Provided data: Begin

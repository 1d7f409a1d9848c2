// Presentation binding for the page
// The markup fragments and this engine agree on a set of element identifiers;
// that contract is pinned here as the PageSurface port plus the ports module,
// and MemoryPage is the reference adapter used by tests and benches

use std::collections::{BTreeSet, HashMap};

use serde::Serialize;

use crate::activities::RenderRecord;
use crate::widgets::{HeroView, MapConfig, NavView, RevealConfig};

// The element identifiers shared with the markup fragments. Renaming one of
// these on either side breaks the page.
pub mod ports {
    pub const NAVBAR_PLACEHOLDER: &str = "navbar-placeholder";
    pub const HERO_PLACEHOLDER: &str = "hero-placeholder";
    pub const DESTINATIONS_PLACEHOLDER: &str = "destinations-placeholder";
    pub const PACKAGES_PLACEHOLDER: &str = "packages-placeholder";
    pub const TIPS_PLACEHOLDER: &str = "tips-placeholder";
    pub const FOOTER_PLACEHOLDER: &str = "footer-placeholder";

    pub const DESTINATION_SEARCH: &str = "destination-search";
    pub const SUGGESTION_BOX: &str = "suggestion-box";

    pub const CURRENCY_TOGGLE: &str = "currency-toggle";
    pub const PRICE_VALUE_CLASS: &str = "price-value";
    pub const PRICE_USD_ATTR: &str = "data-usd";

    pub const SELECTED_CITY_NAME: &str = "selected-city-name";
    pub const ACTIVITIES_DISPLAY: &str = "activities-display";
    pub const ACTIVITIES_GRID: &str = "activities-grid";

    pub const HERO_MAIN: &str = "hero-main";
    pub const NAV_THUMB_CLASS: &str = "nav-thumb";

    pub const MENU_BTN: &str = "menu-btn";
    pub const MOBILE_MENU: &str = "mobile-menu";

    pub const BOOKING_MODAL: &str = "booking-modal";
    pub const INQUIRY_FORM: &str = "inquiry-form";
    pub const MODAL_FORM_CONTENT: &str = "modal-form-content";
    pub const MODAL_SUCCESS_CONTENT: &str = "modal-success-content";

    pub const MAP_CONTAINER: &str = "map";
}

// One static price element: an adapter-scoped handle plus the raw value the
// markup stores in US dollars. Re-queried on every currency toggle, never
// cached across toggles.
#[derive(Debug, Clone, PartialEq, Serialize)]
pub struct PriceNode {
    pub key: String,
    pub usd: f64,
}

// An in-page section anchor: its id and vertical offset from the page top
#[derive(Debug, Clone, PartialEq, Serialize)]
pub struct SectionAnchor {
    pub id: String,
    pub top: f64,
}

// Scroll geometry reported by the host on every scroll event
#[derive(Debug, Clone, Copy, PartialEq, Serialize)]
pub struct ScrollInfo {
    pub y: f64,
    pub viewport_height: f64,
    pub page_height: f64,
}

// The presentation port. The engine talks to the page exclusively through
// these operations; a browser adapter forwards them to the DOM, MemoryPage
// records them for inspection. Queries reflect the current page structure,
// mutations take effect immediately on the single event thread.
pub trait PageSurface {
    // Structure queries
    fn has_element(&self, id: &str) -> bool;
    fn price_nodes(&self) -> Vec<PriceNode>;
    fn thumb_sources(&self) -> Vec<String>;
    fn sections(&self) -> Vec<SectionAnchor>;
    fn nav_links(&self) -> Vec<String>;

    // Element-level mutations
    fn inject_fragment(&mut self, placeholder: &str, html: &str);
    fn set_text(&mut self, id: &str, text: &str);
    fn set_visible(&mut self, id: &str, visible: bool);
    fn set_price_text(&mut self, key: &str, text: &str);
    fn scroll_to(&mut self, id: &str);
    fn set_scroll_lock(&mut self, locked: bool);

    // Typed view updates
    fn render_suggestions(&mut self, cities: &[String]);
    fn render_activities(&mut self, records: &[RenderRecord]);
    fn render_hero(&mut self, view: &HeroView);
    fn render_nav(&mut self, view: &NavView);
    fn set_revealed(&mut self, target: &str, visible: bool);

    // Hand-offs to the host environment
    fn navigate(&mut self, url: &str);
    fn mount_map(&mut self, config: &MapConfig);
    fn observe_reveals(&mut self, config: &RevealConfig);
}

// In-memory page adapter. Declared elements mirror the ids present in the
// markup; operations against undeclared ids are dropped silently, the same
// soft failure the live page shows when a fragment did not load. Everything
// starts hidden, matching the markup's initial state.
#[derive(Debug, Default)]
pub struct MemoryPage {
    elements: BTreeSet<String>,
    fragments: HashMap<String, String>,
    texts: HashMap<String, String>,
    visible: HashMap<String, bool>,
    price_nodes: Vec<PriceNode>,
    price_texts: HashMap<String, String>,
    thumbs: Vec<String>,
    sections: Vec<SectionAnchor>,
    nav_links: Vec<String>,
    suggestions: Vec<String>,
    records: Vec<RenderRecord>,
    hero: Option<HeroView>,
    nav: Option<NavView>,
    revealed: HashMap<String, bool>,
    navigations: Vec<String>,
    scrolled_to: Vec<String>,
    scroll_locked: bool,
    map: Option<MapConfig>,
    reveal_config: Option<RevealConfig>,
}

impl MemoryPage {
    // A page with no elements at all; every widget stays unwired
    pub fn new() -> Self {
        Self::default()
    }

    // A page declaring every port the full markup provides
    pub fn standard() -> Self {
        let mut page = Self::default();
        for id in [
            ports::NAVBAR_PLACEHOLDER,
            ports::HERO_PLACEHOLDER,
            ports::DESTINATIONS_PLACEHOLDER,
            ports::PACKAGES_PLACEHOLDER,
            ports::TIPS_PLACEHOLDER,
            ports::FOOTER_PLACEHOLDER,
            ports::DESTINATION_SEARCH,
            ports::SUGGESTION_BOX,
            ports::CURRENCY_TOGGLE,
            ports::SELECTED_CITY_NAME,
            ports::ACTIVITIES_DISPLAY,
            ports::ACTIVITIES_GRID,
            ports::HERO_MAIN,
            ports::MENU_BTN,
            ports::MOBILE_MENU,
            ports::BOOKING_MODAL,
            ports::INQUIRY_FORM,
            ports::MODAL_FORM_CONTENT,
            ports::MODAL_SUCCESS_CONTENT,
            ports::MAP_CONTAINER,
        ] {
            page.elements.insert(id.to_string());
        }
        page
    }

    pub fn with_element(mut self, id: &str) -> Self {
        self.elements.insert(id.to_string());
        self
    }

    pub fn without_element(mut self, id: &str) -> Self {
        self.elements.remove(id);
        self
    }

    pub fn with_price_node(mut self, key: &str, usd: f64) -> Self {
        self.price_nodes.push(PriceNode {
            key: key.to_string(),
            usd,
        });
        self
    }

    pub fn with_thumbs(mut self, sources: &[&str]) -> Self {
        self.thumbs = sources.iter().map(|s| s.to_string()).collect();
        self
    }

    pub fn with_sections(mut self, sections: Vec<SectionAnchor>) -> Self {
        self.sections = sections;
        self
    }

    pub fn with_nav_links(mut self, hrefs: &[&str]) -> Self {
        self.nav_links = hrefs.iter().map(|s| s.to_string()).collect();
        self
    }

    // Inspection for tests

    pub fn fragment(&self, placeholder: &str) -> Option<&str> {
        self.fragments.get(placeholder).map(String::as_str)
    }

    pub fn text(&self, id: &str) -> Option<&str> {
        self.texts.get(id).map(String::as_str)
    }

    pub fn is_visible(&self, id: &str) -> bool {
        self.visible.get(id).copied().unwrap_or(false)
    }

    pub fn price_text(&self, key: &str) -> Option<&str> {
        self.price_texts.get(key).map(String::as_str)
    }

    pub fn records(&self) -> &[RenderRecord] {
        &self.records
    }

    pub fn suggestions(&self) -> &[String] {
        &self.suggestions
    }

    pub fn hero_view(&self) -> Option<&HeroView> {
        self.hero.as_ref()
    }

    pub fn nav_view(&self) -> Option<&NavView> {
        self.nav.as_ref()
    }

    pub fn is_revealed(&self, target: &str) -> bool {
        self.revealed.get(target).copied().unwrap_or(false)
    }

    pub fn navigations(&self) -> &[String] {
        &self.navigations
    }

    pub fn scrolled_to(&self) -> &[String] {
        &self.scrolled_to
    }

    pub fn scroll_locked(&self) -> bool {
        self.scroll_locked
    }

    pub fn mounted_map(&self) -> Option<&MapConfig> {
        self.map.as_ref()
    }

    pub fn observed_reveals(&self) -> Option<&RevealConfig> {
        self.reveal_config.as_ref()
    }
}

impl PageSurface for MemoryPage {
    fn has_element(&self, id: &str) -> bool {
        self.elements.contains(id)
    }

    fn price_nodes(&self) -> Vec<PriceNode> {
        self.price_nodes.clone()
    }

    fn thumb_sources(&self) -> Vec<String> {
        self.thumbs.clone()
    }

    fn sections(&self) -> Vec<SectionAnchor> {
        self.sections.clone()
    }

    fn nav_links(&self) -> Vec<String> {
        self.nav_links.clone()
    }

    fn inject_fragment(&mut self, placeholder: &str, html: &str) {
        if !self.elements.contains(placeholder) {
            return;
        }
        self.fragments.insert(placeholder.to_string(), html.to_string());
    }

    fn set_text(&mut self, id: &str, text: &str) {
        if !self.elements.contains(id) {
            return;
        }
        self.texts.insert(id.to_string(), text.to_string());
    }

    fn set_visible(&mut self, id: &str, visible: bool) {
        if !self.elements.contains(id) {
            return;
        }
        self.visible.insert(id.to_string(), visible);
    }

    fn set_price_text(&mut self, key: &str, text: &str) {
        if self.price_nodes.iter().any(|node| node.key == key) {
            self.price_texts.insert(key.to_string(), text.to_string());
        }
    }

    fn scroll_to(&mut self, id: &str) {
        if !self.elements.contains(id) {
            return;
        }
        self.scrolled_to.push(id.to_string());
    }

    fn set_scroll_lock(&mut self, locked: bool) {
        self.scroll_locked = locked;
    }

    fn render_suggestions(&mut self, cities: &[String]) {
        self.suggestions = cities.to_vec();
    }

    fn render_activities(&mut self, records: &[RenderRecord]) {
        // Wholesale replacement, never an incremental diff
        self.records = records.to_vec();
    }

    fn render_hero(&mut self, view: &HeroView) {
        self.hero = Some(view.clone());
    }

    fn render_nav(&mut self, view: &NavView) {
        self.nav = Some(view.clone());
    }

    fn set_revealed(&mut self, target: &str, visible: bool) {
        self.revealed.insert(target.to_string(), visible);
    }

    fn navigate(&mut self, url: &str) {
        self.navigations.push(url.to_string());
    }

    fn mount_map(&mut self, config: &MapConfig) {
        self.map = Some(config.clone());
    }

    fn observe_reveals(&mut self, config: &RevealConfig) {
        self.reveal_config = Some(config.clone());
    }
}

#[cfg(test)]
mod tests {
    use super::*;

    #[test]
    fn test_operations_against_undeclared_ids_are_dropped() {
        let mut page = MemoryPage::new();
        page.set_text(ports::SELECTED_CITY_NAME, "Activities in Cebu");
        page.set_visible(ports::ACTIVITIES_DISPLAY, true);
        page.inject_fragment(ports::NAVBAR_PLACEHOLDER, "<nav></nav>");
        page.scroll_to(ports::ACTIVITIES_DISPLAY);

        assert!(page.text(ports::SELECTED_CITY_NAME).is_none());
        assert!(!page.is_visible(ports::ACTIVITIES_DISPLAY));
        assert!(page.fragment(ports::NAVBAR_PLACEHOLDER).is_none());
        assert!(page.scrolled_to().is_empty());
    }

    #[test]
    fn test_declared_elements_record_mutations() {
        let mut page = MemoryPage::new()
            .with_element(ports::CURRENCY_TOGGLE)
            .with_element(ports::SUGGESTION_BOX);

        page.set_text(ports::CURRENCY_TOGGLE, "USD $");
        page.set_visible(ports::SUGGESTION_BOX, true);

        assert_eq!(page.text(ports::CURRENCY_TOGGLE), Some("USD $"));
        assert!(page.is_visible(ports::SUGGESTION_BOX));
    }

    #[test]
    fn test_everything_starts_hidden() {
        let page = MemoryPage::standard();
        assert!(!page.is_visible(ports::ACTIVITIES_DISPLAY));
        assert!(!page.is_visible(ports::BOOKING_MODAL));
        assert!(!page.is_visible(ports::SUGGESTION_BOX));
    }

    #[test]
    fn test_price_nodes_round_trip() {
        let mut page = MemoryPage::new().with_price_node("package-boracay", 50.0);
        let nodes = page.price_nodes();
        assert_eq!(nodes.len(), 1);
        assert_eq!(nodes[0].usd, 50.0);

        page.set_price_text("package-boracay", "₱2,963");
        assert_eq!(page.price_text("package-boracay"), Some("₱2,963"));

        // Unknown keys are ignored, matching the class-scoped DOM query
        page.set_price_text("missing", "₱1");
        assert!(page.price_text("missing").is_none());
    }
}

Provided data: End

Output exactly the leading lines of the data, up to and including the line marked by "pub const CURRENCY_TOGGLE: &str".

repository 1d7f409a1d9848c2
// Presentation binding for the page
// The markup fragments and this engine agree on a set of element identifiers;
// that contract is pinned here as the PageSurface port plus the ports module,
// and MemoryPage is the reference adapter used by tests and benches

use std::collections::{BTreeSet, HashMap};

use serde::Serialize;

use crate::activities::RenderRecord;
use crate::widgets::{HeroView, MapConfig, NavView, RevealConfig};

// The element identifiers shared with the markup fragments. Renaming one of
// these on either side breaks the page.
pub mod ports {
    pub const NAVBAR_PLACEHOLDER: &str = "navbar-placeholder";
    pub const HERO_PLACEHOLDER: &str = "hero-placeholder";
    pub const DESTINATIONS_PLACEHOLDER: &str = "destinations-placeholder";
    pub const PACKAGES_PLACEHOLDER: &str = "packages-placeholder";
    pub const TIPS_PLACEHOLDER: &str = "tips-placeholder";
    pub const FOOTER_PLACEHOLDER: &str = "footer-placeholder";

    pub const DESTINATION_SEARCH: &str = "destination-search";
    pub const SUGGESTION_BOX: &str = "suggestion-box";

    pub const CURRENCY_TOGGLE: &str = "currency-toggle";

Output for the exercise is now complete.